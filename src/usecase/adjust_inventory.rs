use std::result::Result as DefaultResult;
use std::sync::Arc;

use rust_decimal::Decimal;

use crate::error::AppError;
use crate::logging::{app_log_event, AppLogContext, AppLogLevel};
use crate::model::{
    InventoryListFilter, InventoryLogModel, InventoryMovementDraft, InventoryRecordModel,
    InventoryTargetIdentity, PageWindow,
};
use crate::repository::{AbsInventoryRepo, InventoryAdjustOutcome};
use crate::AppAuthedClaim;

#[derive(Debug, PartialEq, Eq)]
pub enum InventoryAdjustUcOutput {
    Applied,
    Insufficient,
    InvalidWarehouseId,
    InvalidProductId,
    InvalidShelfId,
}

#[derive(Debug, PartialEq, Eq)]
pub enum RecordMovementUcOutput {
    Recorded { log_id: u64 },
    InvalidWarehouseId,
    InvalidProductId,
    InvalidShelfId,
}

pub enum InventoryListUcOutput {
    Listed {
        total: i64,
        items: Vec<InventoryRecordModel>,
    },
}

enum BadLocationField {
    Warehouse,
    Product,
    Shelf,
}

fn check_location(target: &InventoryTargetIdentity) -> Option<BadLocationField> {
    if target.warehouse_id == 0 {
        Some(BadLocationField::Warehouse)
    } else if target.product_id == 0 {
        Some(BadLocationField::Product)
    } else if target.shelf_id == 0 {
        Some(BadLocationField::Shelf)
    } else {
        None
    }
}

pub struct AdjustInventoryUseCase {
    pub repo: Box<dyn AbsInventoryRepo>,
    pub authed_claim: AppAuthedClaim,
    pub logctx: Arc<AppLogContext>,
}

impl AdjustInventoryUseCase {
    pub async fn execute(
        self,
        target: InventoryTargetIdentity,
        qty_delta: Decimal,
        movement: Option<InventoryMovementDraft>,
    ) -> DefaultResult<InventoryAdjustUcOutput, AppError> {
        match check_location(&target) {
            Some(BadLocationField::Warehouse) => {
                return Ok(InventoryAdjustUcOutput::InvalidWarehouseId);
            }
            Some(BadLocationField::Product) => {
                return Ok(InventoryAdjustUcOutput::InvalidProductId);
            }
            Some(BadLocationField::Shelf) => {
                return Ok(InventoryAdjustUcOutput::InvalidShelfId);
            }
            None => {}
        }
        let (w_id, p_id, s_id) = (target.warehouse_id, target.product_id, target.shelf_id);
        let outcome = self.repo.adjust(target, qty_delta, movement).await?;
        let logctx = &self.logctx;
        match outcome {
            InventoryAdjustOutcome::Applied => {
                app_log_event!(
                    logctx,
                    AppLogLevel::INFO,
                    "op:adjust-inventory, warehouse:{}, product:{}, shelf:{}, delta:{}, user:{}",
                    w_id,
                    p_id,
                    s_id,
                    qty_delta,
                    self.authed_claim.profile
                );
                Ok(InventoryAdjustUcOutput::Applied)
            }
            InventoryAdjustOutcome::Insufficient => {
                app_log_event!(
                    logctx,
                    AppLogLevel::WARNING,
                    "op:adjust-inventory, insufficient stock, warehouse:{}, product:{}, \
                     shelf:{}, delta:{}, user:{}",
                    w_id,
                    p_id,
                    s_id,
                    qty_delta,
                    self.authed_claim.profile
                );
                Ok(InventoryAdjustUcOutput::Insufficient)
            }
        }
    } // end of fn execute
} // end of impl AdjustInventoryUseCase

pub struct RecordMovementUseCase {
    pub repo: Box<dyn AbsInventoryRepo>,
    pub authed_claim: AppAuthedClaim,
    pub logctx: Arc<AppLogContext>,
}

impl RecordMovementUseCase {
    pub async fn execute(
        self,
        item: InventoryLogModel,
    ) -> DefaultResult<RecordMovementUcOutput, AppError> {
        match check_location(&item.target) {
            Some(BadLocationField::Warehouse) => {
                return Ok(RecordMovementUcOutput::InvalidWarehouseId);
            }
            Some(BadLocationField::Product) => {
                return Ok(RecordMovementUcOutput::InvalidProductId);
            }
            Some(BadLocationField::Shelf) => {
                return Ok(RecordMovementUcOutput::InvalidShelfId);
            }
            None => {}
        }
        let op_typ: u8 = item.op_type.clone().into();
        let log_id = self.repo.insert_log(item).await?;
        let logctx = &self.logctx;
        app_log_event!(
            logctx,
            AppLogLevel::INFO,
            "op:record-inventory-movement, log:{}, type:{}, user:{}",
            log_id,
            op_typ,
            self.authed_claim.profile
        );
        Ok(RecordMovementUcOutput::Recorded { log_id })
    } // end of fn execute
} // end of impl RecordMovementUseCase

pub struct ListInventoryUseCase {
    pub repo: Box<dyn AbsInventoryRepo>,
    pub logctx: Arc<AppLogContext>,
}

impl ListInventoryUseCase {
    pub async fn execute(
        self,
        filter: InventoryListFilter,
        page: PageWindow,
    ) -> DefaultResult<InventoryListUcOutput, AppError> {
        let (items, total) = self.repo.fetch_paged(filter, page).await?;
        Ok(InventoryListUcOutput::Listed { total, items })
    }
}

---------------

▸ WORK INSTRUCTION: Among the lines above, count those that include the word "InventoryMovementDraft". Give only the result.

▸ COMPLETED TASK: 2